WHAT THE TASK REQUIRES:
Gather all lines with "NonlinearFactor" from the records.

EXTRACTED RECORDS:

-=-=-

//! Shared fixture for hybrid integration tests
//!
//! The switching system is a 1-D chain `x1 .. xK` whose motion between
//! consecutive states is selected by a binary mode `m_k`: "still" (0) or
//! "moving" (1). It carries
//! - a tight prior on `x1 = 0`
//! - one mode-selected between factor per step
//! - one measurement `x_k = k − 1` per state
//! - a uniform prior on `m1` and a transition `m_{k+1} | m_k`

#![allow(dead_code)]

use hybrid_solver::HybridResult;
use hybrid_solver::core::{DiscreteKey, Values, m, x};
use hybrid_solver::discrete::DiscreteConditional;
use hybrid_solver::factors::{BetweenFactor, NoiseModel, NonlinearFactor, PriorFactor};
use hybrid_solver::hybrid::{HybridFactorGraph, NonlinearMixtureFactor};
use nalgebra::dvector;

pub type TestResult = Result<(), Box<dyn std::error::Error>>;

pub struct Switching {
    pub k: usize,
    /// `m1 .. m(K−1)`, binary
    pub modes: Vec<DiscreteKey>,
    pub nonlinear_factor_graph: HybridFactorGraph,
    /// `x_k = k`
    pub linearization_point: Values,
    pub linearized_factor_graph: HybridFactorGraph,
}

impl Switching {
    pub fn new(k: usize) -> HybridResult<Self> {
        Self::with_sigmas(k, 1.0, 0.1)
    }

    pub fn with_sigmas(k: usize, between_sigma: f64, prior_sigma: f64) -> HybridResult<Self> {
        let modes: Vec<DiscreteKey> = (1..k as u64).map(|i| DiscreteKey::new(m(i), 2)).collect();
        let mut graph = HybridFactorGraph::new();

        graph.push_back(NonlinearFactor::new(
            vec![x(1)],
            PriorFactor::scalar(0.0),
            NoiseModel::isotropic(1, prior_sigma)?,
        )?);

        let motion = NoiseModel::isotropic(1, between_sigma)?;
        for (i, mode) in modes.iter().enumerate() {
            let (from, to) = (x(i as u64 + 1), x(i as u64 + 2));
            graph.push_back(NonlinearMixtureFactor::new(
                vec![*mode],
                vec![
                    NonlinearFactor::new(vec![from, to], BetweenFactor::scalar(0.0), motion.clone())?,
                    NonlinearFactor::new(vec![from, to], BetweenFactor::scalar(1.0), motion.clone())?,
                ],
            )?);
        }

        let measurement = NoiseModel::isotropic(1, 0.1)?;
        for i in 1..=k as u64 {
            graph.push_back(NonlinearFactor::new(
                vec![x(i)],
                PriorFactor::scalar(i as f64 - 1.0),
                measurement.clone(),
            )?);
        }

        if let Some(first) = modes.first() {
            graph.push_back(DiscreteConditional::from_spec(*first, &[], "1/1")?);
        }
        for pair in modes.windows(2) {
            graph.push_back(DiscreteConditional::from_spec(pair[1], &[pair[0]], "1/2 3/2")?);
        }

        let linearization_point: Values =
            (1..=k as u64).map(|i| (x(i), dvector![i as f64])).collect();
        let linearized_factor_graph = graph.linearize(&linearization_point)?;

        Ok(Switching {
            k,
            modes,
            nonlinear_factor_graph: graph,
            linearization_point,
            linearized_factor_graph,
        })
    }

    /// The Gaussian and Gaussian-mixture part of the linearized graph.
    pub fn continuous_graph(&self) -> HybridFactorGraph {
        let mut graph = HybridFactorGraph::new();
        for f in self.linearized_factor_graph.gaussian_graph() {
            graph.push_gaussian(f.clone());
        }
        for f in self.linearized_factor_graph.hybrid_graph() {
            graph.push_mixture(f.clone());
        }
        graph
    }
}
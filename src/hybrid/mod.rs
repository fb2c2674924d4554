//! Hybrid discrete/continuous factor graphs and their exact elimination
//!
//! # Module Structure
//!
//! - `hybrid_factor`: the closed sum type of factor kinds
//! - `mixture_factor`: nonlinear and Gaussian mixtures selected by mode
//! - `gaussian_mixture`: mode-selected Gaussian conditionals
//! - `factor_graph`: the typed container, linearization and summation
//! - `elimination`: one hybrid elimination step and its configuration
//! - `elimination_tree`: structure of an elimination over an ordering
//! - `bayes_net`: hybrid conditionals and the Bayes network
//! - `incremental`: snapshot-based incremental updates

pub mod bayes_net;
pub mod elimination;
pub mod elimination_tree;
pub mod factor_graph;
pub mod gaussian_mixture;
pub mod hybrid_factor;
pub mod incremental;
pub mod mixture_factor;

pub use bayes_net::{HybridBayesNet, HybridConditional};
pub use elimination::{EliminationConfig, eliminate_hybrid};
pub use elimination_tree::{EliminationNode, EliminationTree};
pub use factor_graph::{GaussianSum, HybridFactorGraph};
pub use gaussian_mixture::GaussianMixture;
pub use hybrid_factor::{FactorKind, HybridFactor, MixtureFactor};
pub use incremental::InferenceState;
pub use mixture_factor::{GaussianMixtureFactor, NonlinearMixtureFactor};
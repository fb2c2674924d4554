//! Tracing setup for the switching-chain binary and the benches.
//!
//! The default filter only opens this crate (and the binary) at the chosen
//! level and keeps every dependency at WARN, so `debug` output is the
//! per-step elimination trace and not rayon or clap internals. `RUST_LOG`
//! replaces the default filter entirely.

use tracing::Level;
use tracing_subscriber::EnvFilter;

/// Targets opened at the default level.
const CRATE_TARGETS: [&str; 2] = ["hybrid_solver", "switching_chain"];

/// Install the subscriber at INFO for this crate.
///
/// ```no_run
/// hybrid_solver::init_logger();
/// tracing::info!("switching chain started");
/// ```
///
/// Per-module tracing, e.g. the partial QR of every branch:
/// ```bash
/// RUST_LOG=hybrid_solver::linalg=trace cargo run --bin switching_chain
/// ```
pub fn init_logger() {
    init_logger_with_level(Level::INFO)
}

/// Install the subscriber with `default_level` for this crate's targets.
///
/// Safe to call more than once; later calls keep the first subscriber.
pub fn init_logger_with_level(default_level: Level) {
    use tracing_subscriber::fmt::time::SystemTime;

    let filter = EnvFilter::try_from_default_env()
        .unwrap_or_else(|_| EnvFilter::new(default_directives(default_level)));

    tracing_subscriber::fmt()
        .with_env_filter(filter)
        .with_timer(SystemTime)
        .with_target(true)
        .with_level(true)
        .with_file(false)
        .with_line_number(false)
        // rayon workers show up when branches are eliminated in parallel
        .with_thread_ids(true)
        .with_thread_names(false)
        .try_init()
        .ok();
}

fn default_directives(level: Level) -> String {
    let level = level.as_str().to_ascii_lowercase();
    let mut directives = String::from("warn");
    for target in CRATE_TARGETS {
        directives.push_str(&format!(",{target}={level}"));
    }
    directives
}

-=-=-

TASK SOLUTION:
use hybrid_solver::factors::{BetweenFactor, NoiseModel, NonlinearFactor, PriorFactor};
        graph.push_back(NonlinearFactor::new(
                    NonlinearFactor::new(vec![from, to], BetweenFactor::scalar(0.0), motion.clone())?,
                    NonlinearFactor::new(vec![from, to], BetweenFactor::scalar(1.0), motion.clone())?,
            graph.push_back(NonlinearFactor::new(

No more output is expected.